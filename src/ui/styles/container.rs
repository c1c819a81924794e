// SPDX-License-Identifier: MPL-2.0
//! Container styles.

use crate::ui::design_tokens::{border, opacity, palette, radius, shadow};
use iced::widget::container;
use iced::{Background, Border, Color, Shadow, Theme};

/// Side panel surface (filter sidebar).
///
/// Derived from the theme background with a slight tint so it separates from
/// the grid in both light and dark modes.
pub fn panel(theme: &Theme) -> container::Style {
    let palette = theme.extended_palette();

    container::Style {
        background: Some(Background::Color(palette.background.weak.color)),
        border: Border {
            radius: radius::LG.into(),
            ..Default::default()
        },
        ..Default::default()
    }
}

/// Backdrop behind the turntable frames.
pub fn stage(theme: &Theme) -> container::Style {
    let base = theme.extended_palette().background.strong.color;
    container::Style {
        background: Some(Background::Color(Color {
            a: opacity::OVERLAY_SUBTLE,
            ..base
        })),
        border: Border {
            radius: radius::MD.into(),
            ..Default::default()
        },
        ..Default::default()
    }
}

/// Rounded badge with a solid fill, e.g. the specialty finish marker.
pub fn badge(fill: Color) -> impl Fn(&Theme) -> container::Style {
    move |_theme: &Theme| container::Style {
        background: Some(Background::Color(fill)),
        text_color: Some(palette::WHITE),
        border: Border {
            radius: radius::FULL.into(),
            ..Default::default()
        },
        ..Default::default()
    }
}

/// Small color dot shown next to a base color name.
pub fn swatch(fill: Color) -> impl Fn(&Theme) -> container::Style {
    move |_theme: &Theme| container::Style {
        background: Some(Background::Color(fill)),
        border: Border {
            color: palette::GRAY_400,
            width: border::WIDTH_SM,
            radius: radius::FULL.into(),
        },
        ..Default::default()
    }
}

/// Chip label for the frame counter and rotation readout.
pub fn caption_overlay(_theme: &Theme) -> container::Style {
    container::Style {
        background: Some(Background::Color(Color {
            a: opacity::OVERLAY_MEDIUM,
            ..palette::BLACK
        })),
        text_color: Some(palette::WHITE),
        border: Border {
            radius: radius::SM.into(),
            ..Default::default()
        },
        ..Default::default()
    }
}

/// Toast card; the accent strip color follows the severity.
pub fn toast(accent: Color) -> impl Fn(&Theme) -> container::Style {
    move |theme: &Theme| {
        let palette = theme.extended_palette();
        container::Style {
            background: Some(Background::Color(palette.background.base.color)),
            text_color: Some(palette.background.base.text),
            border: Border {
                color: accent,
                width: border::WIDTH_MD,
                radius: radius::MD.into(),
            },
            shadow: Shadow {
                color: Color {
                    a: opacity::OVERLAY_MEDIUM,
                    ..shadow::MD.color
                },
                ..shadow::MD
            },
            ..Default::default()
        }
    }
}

═══

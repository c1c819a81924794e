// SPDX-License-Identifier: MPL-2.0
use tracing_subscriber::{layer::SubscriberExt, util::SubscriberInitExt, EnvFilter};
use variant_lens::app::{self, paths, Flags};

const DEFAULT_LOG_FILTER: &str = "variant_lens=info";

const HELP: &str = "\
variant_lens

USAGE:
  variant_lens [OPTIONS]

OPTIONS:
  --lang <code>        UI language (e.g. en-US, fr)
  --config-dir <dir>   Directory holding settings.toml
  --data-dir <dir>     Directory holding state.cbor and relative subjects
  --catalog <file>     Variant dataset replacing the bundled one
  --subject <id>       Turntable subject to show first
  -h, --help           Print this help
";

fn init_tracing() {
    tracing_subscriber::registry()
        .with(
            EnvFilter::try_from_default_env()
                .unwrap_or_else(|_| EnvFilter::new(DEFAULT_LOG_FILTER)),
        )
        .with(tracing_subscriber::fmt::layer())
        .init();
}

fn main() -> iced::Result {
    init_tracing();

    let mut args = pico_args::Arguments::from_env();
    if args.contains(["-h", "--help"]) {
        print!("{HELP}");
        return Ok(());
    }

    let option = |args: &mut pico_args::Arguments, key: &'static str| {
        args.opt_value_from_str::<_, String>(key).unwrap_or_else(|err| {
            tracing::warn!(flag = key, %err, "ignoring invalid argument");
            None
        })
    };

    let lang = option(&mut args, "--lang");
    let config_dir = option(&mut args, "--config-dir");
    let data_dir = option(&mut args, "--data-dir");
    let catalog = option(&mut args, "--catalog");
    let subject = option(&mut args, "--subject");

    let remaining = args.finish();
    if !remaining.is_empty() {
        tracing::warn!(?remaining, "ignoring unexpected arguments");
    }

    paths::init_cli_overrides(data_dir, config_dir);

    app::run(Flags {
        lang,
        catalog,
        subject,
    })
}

═══

→ PROBLEM
Would you please copy, word for word, everything above from the line containing "filename src/ui/styles/container.rs" down to the line containing "pub fn stage(theme: &Theme)", those two lines included?

→ RESPONSE TO THE EXERCISE
filename src/ui/styles/container.rs
repository c1c819a81924794e
// SPDX-License-Identifier: MPL-2.0
//! Container styles.

use crate::ui::design_tokens::{border, opacity, palette, radius, shadow};
use iced::widget::container;
use iced::{Background, Border, Color, Shadow, Theme};

/// Side panel surface (filter sidebar).
///
/// Derived from the theme background with a slight tint so it separates from
/// the grid in both light and dark modes.
pub fn panel(theme: &Theme) -> container::Style {
    let palette = theme.extended_palette();

    container::Style {
        background: Some(Background::Color(palette.background.weak.color)),
        border: Border {
            radius: radius::LG.into(),
            ..Default::default()
        },
        ..Default::default()
    }
}

/// Backdrop behind the turntable frames.
pub fn stage(theme: &Theme) -> container::Style {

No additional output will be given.